───── AVAILABLE RECORDS ─────

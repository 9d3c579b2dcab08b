// Copyright 2026 Boundless Foundation, Inc.
//
// Licensed under the Apache License, Version 2.0 (the "License");
// you may not use this file except in compliance with the License.
// You may obtain a copy of the License at
//
//     http://www.apache.org/licenses/LICENSE-2.0
//
// Unless required by applicable law or agreed to in writing, software
// distributed under the License is distributed on an "AS IS" BASIS,
// WITHOUT WARRANTIES OR CONDITIONS OF ANY KIND, either express or implied.
// See the License for the specific language governing permissions and
// limitations under the License.

//! Aggregate update applied once per indexed event.
//!
//! Storage loads the current aggregates, calls [apply_event], and persists the
//! result together with the event record in a single transaction.

use crate::{
    events::StakingEvent,
    stats::{ProtocolStats, StatsError, UserStats},
};

/// Aggregates after one event has been applied.
#[derive(Debug, Clone, PartialEq, Eq)]
pub struct AggregateUpdate {
    pub protocol: ProtocolStats,
    pub user: UserStats,
    /// True when the event's user had never been seen before.
    pub new_user: bool,
}

/// Applies `event` to the stored aggregates.
///
/// `protocol` is `None` before the first event ever indexed and `user` is
/// `None` the first time the event's address appears. A new address bumps
/// `ProtocolStats::total_users` exactly once, here, and nowhere else.
pub fn apply_event(
    protocol: Option<ProtocolStats>,
    user: Option<UserStats>,
    event: &StakingEvent,
) -> Result<AggregateUpdate, StatsError> {
    let mut protocol = protocol.unwrap_or_default();
    protocol.apply(event)?;

    let (mut user, new_user) = match user {
        Some(user) => (user, false),
        None => (UserStats::new(event.user()), true),
    };
    if new_user {
        protocol.register_user()?;
    }
    user.apply(event)?;

    Ok(AggregateUpdate { protocol, user, new_user })
}

#[cfg(test)]
mod tests {
    use std::collections::HashMap;

    use alloy::primitives::{Address, U256};
    use proptest::prelude::*;

    use super::*;
    use crate::test_utils::EventBuilder;

    /// Folds events through [apply_event] the way storage does.
    #[derive(Default)]
    struct Aggregates {
        protocol: Option<ProtocolStats>,
        users: HashMap<Address, UserStats>,
    }

    impl Aggregates {
        fn apply(&mut self, event: &StakingEvent) -> AggregateUpdate {
            let update = apply_event(
                self.protocol.clone(),
                self.users.get(&event.user()).cloned(),
                event,
            )
            .unwrap();
            self.protocol = Some(update.protocol.clone());
            self.users.insert(event.user(), update.user.clone());
            update
        }

        fn protocol(&self) -> &ProtocolStats {
            self.protocol.as_ref().unwrap()
        }
    }

    #[test]
    fn stake_stake_emergency_scenario() {
        let b = EventBuilder::new(Address::repeat_byte(0xaa));
        let mut aggregates = Aggregates::default();

        let first = aggregates.apply(&b.stake(1, 0, 100, 1_000, 100));
        assert!(first.new_user);
        let second = aggregates.apply(&b.stake(2, 0, 50, 2_000, 150));
        assert!(!second.new_user);
        aggregates.apply(&b.emergency_withdraw(3, 0, 150, 30, 3_000, 0));

        let user = &aggregates.users[&b.user()];
        assert_eq!(user.total_staked, U256::from(150));
        assert_eq!(user.stake_count, 2);
        assert_eq!(user.emergency_withdraw_count, 1);
        assert_eq!(user.total_penalties_paid, U256::from(30));
        assert_eq!(user.first_stake_timestamp, Some(1_000));

        let protocol = aggregates.protocol();
        assert_eq!(protocol.total_users, 1);
        assert_eq!(protocol.total_burned, U256::from(30));
        assert_eq!(protocol.total_stake_events, 2);
        assert_eq!(protocol.total_emergency_withdraw_events, 1);
        assert_eq!(protocol.total_staked, U256::ZERO);
    }

    #[test]
    fn two_users_each_stake_once() {
        let mut aggregates = Aggregates::default();
        aggregates.apply(&EventBuilder::new(Address::repeat_byte(1)).stake(1, 0, 10, 100, 10));
        aggregates.apply(&EventBuilder::new(Address::repeat_byte(2)).stake(2, 0, 10, 200, 20));

        assert_eq!(aggregates.protocol().total_users, 2);
        assert_eq!(aggregates.protocol().total_stake_events, 2);
    }

    #[test]
    fn lazy_singleton_starts_from_zero() {
        let event = EventBuilder::new(Address::repeat_byte(7)).reward_claim(9, 2, 5, 900, 77);
        let update = apply_event(None, None, &event).unwrap();
        assert_eq!(update.protocol.total_users, 1);
        assert_eq!(update.protocol.total_rewards_claimed_events, 1);
        assert_eq!(update.protocol.total_stake_events, 0);
        assert_eq!(update.protocol.total_burned, U256::ZERO);
        assert_eq!(update.protocol.total_staked, U256::from(77));
        assert_eq!(update.protocol.last_updated_block, 9);
    }

    fn arb_event() -> impl Strategy<Value = StakingEvent> {
        (0u8..4, 0u8..5, 1u64..1_000_000, 0u64..1_000, 0u64..1_000, 0u64..10_000).prop_map(
            |(kind, user, block, amount, penalty, total)| {
                let b = EventBuilder::new(Address::repeat_byte(user + 1));
                let ts = block * 12;
                match kind {
                    0 => b.stake(block, 0, amount, ts, total),
                    1 => b.withdraw(block, 0, amount, ts, total),
                    2 => b.emergency_withdraw(block, 0, amount, penalty, ts, total),
                    _ => b.reward_claim(block, 0, amount, ts, total),
                }
            },
        )
    }

    fn monotonic_fields(p: &ProtocolStats) -> [U256; 6] {
        [
            p.total_burned,
            U256::from(p.total_users),
            U256::from(p.total_stake_events),
            U256::from(p.total_withdraw_events),
            U256::from(p.total_emergency_withdraw_events),
            U256::from(p.total_rewards_claimed_events),
        ]
    }

    fn user_monotonic_fields(u: &UserStats) -> [U256; 9] {
        [
            u.total_staked,
            u.total_withdrawn,
            u.total_rewards_claimed,
            u.total_emergency_withdrawn,
            u.total_penalties_paid,
            U256::from(u.stake_count),
            U256::from(u.withdraw_count),
            U256::from(u.emergency_withdraw_count),
            U256::from(u.rewards_claimed_count),
        ]
    }

    proptest! {
        #[test]
        fn cumulative_fields_never_decrease(events in prop::collection::vec(arb_event(), 1..60)) {
            let mut aggregates = Aggregates::default();
            for event in &events {
                let before_protocol = aggregates.protocol.clone().unwrap_or_default();
                let before_user = aggregates
                    .users
                    .get(&event.user())
                    .cloned()
                    .unwrap_or_else(|| UserStats::new(event.user()));

                let update = aggregates.apply(event);

                for (before, after) in monotonic_fields(&before_protocol)
                    .iter()
                    .zip(monotonic_fields(&update.protocol).iter())
                {
                    prop_assert!(after >= before);
                }
                for (before, after) in user_monotonic_fields(&before_user)
                    .iter()
                    .zip(user_monotonic_fields(&update.user).iter())
                {
                    prop_assert!(after >= before);
                }
            }
        }

        #[test]
        fn user_count_equals_distinct_addresses(events in prop::collection::vec(arb_event(), 1..60)) {
            let mut aggregates = Aggregates::default();
            for event in &events {
                aggregates.apply(event);
            }
            let distinct: std::collections::HashSet<_> = events.iter().map(|e| e.user()).collect();
            prop_assert_eq!(aggregates.protocol().total_users, distinct.len() as u64);
            let counted: u64 = [
                aggregates.protocol().total_stake_events,
                aggregates.protocol().total_withdraw_events,
                aggregates.protocol().total_emergency_withdraw_events,
                aggregates.protocol().total_rewards_claimed_events,
            ]
            .iter()
            .sum();
            prop_assert_eq!(counted, events.len() as u64);
        }

        #[test]
        fn burned_equals_sum_of_penalties(events in prop::collection::vec(arb_event(), 1..60)) {
            let mut aggregates = Aggregates::default();
            let mut expected = U256::ZERO;
            for event in &events {
                if let StakingEvent::EmergencyWithdraw(e) = event {
                    expected += e.penalty;
                }
                aggregates.apply(event);
            }
            prop_assert_eq!(aggregates.protocol().total_burned, expected);
            let paid = aggregates.users.values().fold(U256::ZERO, |acc, u| acc + u.total_penalties_paid);
            prop_assert_eq!(paid, expected);
        }
    }
}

─────

**PROBLEM TO WORK ON:**
Wherever a line of the data above contains "ProtocolStats", copy that line.

**SOLUTION FOR THIS PROBLEM:**
    stats::{ProtocolStats, StatsError, UserStats},
    pub protocol: ProtocolStats,
/// `ProtocolStats::total_users` exactly once, here, and nowhere else.
    protocol: Option<ProtocolStats>,
        protocol: Option<ProtocolStats>,
        fn protocol(&self) -> &ProtocolStats {
    fn monotonic_fields(p: &ProtocolStats) -> [U256; 6] {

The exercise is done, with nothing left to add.